Regulations Affecting Human Pharmaceutical Pricing, Reimbursement, and Access
In the U.S., we are required to provide rebates to the federal government and respective state governments
on their purchases of our human pharmaceuticals under state Medicaid and Medicaid Managed Care
programs (minimum of 23.1 percent plus adjustments for price increases over time) and rebates to private
payers who cover patients in certain types of health care facilities that serve low-income and uninsured
patients (known as 340B facilities). No rebates are required at this time in the Medicare Part B (physician and
hospital outpatient) program where reimbursement is set on an "average selling price plus 4.3 percent"
formula. Drug manufacturers are required to provide a discount of 50 percent of the cost of branded
prescription drugs for Medicare Part D participants who are in the “doughnut hole” (the coverage gap in
Medicare prescription drug coverage). Additionally, an annual fee is imposed on pharmaceutical
manufacturers and importers that sell branded prescription drugs to specified government programs.

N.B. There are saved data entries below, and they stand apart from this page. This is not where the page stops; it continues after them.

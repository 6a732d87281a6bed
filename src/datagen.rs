//! Synthetic dataset generation.
//!
//! Produces the input shapes the benchmark is meant to exercise: uniform
//! random keys, fully reversed order, mostly sorted order, a narrow key
//! range, and a heavy-duplicate pool. Output is a header plus integer-valued
//! columns; the key column carries the requested distribution and the other
//! columns carry uniform filler.

use clap::ValueEnum;
use rand::rngs::SmallRng;
use rand::{Rng, SeedableRng};

use crate::dataset::{Row, Table};
use crate::{Result, SortBenchError};

/// Fraction of rows swapped out of place for `PartiallySorted` (1 in 20).
const SHUFFLE_DIVISOR: usize = 20;
/// Window width for `LimitedRange`.
const LIMITED_WINDOW: i64 = 64;
/// Distinct values drawn for `Duplicates`.
const DUPLICATE_POOL: usize = 16;

#[derive(Debug, Clone, Copy, PartialEq, Eq, ValueEnum)]
pub enum Distribution {
    /// Uniform random integers in `[lower, upper]`.
    Uniform,
    /// Uniform keys sorted in descending order.
    Reversed,
    /// Uniform keys sorted ascending, then a few random swaps.
    PartiallySorted,
    /// Uniform keys over a 64-value window starting at `lower`.
    LimitedRange,
    /// Keys drawn from a pool of 16 distinct values.
    Duplicates,
}

#[derive(Debug, Clone)]
pub struct GenConfig {
    pub rows: usize,
    pub columns: usize,
    pub key_column: usize,
    pub distribution: Distribution,
    pub lower: i64,
    pub upper: i64,
    pub seed: Option<u64>,
}

impl Default for GenConfig {
    fn default() -> Self {
        Self {
            rows: 10_000,
            columns: 1,
            key_column: 0,
            distribution: Distribution::Uniform,
            lower: 0,
            upper: 100_000,
            seed: None,
        }
    }
}

/// Generate an in-memory table per `config`. Deterministic for a fixed seed.
pub fn generate_table(config: &GenConfig) -> Result<Table> {
    if config.columns == 0 {
        return Err(SortBenchError::InvalidGenConfig(
            "at least one column is required".to_string(),
        ));
    }
    if config.key_column >= config.columns {
        return Err(SortBenchError::InvalidGenConfig(format!(
            "key column {} is out of bounds for {} columns",
            config.key_column, config.columns
        )));
    }
    if config.lower > config.upper {
        return Err(SortBenchError::InvalidGenConfig(format!(
            "lower bound {} exceeds upper bound {}",
            config.lower, config.upper
        )));
    }

    let mut rng = match config.seed {
        Some(seed) => SmallRng::seed_from_u64(seed),
        None => SmallRng::from_os_rng(),
    };

    let keys = generate_keys(config, &mut rng);

    let header: Vec<String> = (0..config.columns).map(|c| format!("col{c}")).collect();
    let mut rows = Vec::with_capacity(config.rows);
    for key in keys {
        let fields: Vec<String> = (0..config.columns)
            .map(|c| {
                if c == config.key_column {
                    key.to_string()
                } else {
                    rng.random_range(config.lower..=config.upper).to_string()
                }
            })
            .collect();
        rows.push(Row::new(key as f64, fields));
    }

    Ok(Table { header, rows })
}

fn generate_keys(config: &GenConfig, rng: &mut SmallRng) -> Vec<i64> {
    let n = config.rows;
    let uniform =
        |rng: &mut SmallRng| -> Vec<i64> {
            (0..n)
                .map(|_| rng.random_range(config.lower..=config.upper))
                .collect()
        };

    match config.distribution {
        Distribution::Uniform => uniform(rng),
        Distribution::Reversed => {
            let mut keys = uniform(rng);
            keys.sort_unstable_by(|a, b| b.cmp(a));
            keys
        }
        Distribution::PartiallySorted => {
            let mut keys = uniform(rng);
            keys.sort_unstable();
            if n > 1 {
                for _ in 0..(n / SHUFFLE_DIVISOR).max(1) {
                    let a = rng.random_range(0..n);
                    let b = rng.random_range(0..n);
                    keys.swap(a, b);
                }
            }
            keys
        }
        Distribution::LimitedRange => {
            // `upper - lower + 1` can overflow i64 for extreme bounds; an
            // overflowing span is necessarily wider than the window.
            let span = config
                .upper
                .checked_sub(config.lower)
                .and_then(|d| d.checked_add(1))
                .unwrap_or(i64::MAX);
            let width = LIMITED_WINDOW.min(span);
            (0..n)
                .map(|_| config.lower + rng.random_range(0..width))
                .collect()
        }
        Distribution::Duplicates => {
            let pool: Vec<i64> = (0..DUPLICATE_POOL)
                .map(|_| rng.random_range(config.lower..=config.upper))
                .collect();
            (0..n)
                .map(|_| pool[rng.random_range(0..pool.len())])
                .collect()
        }
    }
}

Rebates are also negotiated in the private sector. We give rebates to private payers who provide prescription
drug benefits to seniors covered by Medicare and to private payers who provide prescription drug benefits to
their customers. These rebates are affected by the introduction of competitive products and generics in the
same class.
In most international markets, we operate in an environment of government-mandated cost-containment
programs, which may include price controls, international reference pricing (to other countries’ prices),
discounts and rebates, therapeutic reference pricing (to other, often generic, pharmaceutical choices),
restrictions on physician prescription levels, and mandatory generic substitution.

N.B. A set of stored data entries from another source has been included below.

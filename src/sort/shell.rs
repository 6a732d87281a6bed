//! Shell sort with Sedgewick's increment sequence.

use crate::Result;
use crate::dataset::Row;
use crate::sort::SortAlgorithm;

#[derive(Debug)]
pub struct ShellSort;

impl SortAlgorithm for ShellSort {
    fn name(&self) -> &'static str {
        "shell"
    }

    fn sort(&self, rows: &mut [Row]) -> Result<()> {
        let n = rows.len();
        if n < 2 {
            return Ok(());
        }

        // Largest gap first, then a gap insertion sort per gap.
        for gap in sedgewick_gaps(n).into_iter().rev() {
            for i in gap..n {
                let mut j = i;
                while j >= gap && rows[j - gap].key > rows[j].key {
                    rows.swap(j - gap, j);
                    j -= gap;
                }
            }
        }

        Ok(())
    }
}

/// Sedgewick's increments in ascending order, capped at `n`:
/// `9·(2^i − 2^(i/2)) + 1` for even `i`, `8·2^i − 6·2^((i+1)/2) + 1` for odd.
fn sedgewick_gaps(n: usize) -> Vec<usize> {
    let mut gaps = Vec::new();
    let mut i = 0u32;
    loop {
        let gap: u128 = if i % 2 == 0 {
            9 * ((1u128 << i) - (1u128 << (i / 2))) + 1
        } else {
            8 * (1u128 << i) - 6 * (1u128 << ((i + 1) / 2)) + 1
        };
        if gap > n as u128 {
            break;
        }
        gaps.push(gap as usize);
        i += 1;
    }
    gaps
}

Globally, public and private payers are increasingly restricting access to human pharmaceuticals based on
assessments of comparative effectiveness and value, including through the establishment of formal health
technology assessment processes. In addition, third party organizations, including professional associations,
academic institutions, and non-profit entities associated with payers, are conducting and publishing
comparative effectiveness and cost/benefit analyses on medicines, the impact of which are uncertain at this
time.
We cannot predict the extent to which our business may be affected by these or other potential future
legislative or regulatory developments. However, in general we expect that state, federal, and international
legislative and regulatory developments could have further negative effects on pricing and reimbursement for
our human pharmaceutical products.
Research and Development
Our commitment to research and development dates back more than 100 years. We invest heavily in
research and development because we believe it is critical to our long-term competitiveness. At the end of
2015, we employed approximately 8,730 people in human pharmaceutical and animal health research and
development activities, including a substantial number of physicians, scientists holding graduate or
postgraduate degrees, and highly skilled technical personnel. Our research and development expenses were
$4.80 billion in 2015, $4.73 billion in 2014, and $5.53 billion in 2013.